So Kenshin handed over the spinning top. Spun it once, twice, for her at her grave. Then he left it there, for her to keep. It was the only thing he carried that held some personal value to him, that would mean something to sacrifice. The only thing he could truly bequeath to his beloved was that spinning top.
The Harbour, Akako Area
Blood erupted. Hiko Seijuro the Thirteenth's stony expression broke, slipping, for a moment, into shock.
He'd been cut.
The battou-jutsu was a failure — sacrificed to curve the trajectory of that stray bullet. Hiko stepped back, involuntarily, to defend against the secondary bullet shadowing the first, but the Shinsengumi-fodder followed, stepping in close and pivoting back with sword returned in left arm—
That thrust attack again.
Gatotsu: this time at point blank range. Hiko could not possibly evade.
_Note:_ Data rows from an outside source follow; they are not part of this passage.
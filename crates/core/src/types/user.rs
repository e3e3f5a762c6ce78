//! User profile value object.

use serde::{Deserialize, Serialize};

use super::{Email, Role, UserId};

/// The identity of a logged-in user, as returned by the backend's login
/// and register endpoints.
///
/// Treated as an opaque value object: the client never validates or
/// mutates individual fields, only replaces the whole profile when the
/// backend hands out a new one.
#[derive(Debug, Clone, PartialEq, Eq, Serialize, Deserialize)]
pub struct UserProfile {
    /// Backend-assigned user ID.
    pub id: UserId,
    /// Display name.
    pub name: String,
    /// Login email address.
    pub email: Email,
    /// Authorization role.
    pub role: Role,
    /// Optional contact number.
    #[serde(default, skip_serializing_if = "Option::is_none")]
    pub mobile: Option<String>,
}

impl UserProfile {
    /// Whether this profile carries admin privileges.
    #[must_use]
    pub const fn is_admin(&self) -> bool {
        self.role.is_admin()
    }
}

#[cfg(test)]
impl UserProfile {
    /// Build a fixed profile for tests elsewhere in the crate.
    pub(crate) fn test_with_role(role: Role) -> Self {
        Self {
            id: UserId::new("u-1"),
            name: "Asha Rao".to_owned(),
            email: Email::parse("asha@example.com").expect("valid email"),
            role,
            mobile: None,
        }
    }
}

#[cfg(test)]
mod tests {
    use super::*;

    fn profile(role: Role) -> UserProfile {
        UserProfile::test_with_role(role)
    }

    #[test]
    fn test_round_trip_preserves_profile() {
        let p = profile(Role::Admin);
        let json = serde_json::to_string(&p).expect("serialize");
        let back: UserProfile = serde_json::from_str(&json).expect("deserialize");
        assert_eq!(back, p);
    }

    #[test]
    fn test_mobile_defaults_to_none() {
        let json = r#"{"id":"u-2","name":"J","email":"j@x.com","role":"USER"}"#;
        let p: UserProfile = serde_json::from_str(json).expect("deserialize");
        assert_eq!(p.mobile, None);
        assert!(!p.is_admin());
    }

    #[test]
    fn test_unknown_role_rejected() {
        let json = r#"{"id":"u-3","name":"J","email":"j@x.com","role":"OWNER"}"#;
        assert!(serde_json::from_str::<UserProfile>(json).is_err());
    }
}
But as the Gatotsu came drilling forward, with piercing, piston-strength, Hiko returned to basics. Every Hiten Mitsurugi ryu battou-jutsu had two steps. The Shinsengumi's awareness had impressed him: the cut had been a valiant and rather cunning attempt to neutralise the second step before digging in the heels for the final blow. Regardless, that logic did not pan out.
He did not cut nearly deep enough.
Hiko used his injured left arm to wield the empty shirasaya sheath along the same path of the initial strike, delivering a pounding, blunt blow to the man's side. Sōryūsen: the very tactic the two-pronged bullets had followed. Then it was a matter of angling his body to veer from the altered momentum and trajectory of a ruined Gatotsu.
With that, Hiko rid the man with a kick.
The Shinsengumi rolled mangled into the ground, stopping only when the Kunoichi shot forward to stop his wet, rag-doll skid. The Kunoichi yelled. Hiko tried not to take it personally. She was disoriented, unsure who her true enemy was.
Kenshin's master who lied to save her grief of the truth? Or Kenshin's wartime enemy doing his day job?
The Shinsengumi's prior words had eluded Hiko. Hiko Seijuro the Thirteenth had never fought another swordsman long enough to develop some secret knowing. Some silent, irrevocable kinship, like things in stories or kabuki plays. Enemies are enemies, what was he talking about? Hiko fought people. And people died. Immediately. But seeing Misao run towards the Shinsengumi, an ever-swinging pendulum coming to a consummate stop, Hiko thought he saw it in her. Misao dropped to the Shinsengumi's side, floating her hands over the area of impact, before looking up with…a muted, harrowing expression.
In times of confusion, maybe there did come clarity. Hiko let himself entertain the thought. In the confusion, out of the master and the rival, Misao went instantly against the one who presented the more dangerous threat. Hiko.
Hiko looked at his arm. Blood trailed warm over his vambraces. He should get that bandaged. It would not be good to get that on his white mantle.
Now, Hiko mused, eyes searching the skyline with errant inconvenience. Who had fired that shot?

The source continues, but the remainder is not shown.